Problem requirements —
Filter the listing below, keeping every line that holds "validation".

Data to use —
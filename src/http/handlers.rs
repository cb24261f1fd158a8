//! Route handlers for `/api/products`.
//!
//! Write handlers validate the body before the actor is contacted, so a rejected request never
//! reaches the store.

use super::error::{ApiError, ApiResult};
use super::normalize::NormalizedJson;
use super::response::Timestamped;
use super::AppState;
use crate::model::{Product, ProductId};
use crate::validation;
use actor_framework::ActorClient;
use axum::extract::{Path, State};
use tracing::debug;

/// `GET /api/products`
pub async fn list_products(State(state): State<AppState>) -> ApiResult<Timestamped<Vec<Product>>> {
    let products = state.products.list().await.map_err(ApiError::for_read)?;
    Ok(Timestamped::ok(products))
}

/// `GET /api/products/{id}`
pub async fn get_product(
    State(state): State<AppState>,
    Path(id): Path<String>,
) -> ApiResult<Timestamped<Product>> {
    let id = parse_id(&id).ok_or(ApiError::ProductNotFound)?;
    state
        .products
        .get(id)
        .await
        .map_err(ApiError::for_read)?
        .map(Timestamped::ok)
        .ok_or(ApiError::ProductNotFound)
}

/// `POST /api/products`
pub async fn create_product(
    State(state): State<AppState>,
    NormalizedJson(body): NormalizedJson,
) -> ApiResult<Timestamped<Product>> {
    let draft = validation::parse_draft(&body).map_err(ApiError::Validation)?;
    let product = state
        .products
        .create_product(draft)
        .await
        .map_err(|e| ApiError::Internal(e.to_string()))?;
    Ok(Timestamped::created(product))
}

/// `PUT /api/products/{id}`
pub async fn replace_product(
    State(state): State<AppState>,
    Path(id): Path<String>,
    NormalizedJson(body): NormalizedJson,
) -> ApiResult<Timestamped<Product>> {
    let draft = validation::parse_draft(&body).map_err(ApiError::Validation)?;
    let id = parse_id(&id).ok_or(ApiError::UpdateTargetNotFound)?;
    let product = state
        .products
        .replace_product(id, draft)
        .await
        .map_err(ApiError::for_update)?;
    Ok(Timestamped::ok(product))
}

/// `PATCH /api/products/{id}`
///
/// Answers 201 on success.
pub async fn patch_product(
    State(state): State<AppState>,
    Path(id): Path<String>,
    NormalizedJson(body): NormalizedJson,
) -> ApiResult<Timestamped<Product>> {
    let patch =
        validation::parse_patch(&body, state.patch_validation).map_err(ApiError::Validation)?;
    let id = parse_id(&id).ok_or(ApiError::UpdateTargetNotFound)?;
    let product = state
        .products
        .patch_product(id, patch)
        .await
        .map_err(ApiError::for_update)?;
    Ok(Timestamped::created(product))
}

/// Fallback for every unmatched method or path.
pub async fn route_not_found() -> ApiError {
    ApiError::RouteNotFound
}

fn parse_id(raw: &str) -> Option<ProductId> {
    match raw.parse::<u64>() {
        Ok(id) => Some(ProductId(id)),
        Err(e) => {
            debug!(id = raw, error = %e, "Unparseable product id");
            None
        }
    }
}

Answer area —
use crate::validation;
    let draft = validation::parse_draft(&body).map_err(ApiError::Validation)?;
    let draft = validation::parse_draft(&body).map_err(ApiError::Validation)?;
        validation::parse_patch(&body, state.patch_validation).map_err(ApiError::Validation)?;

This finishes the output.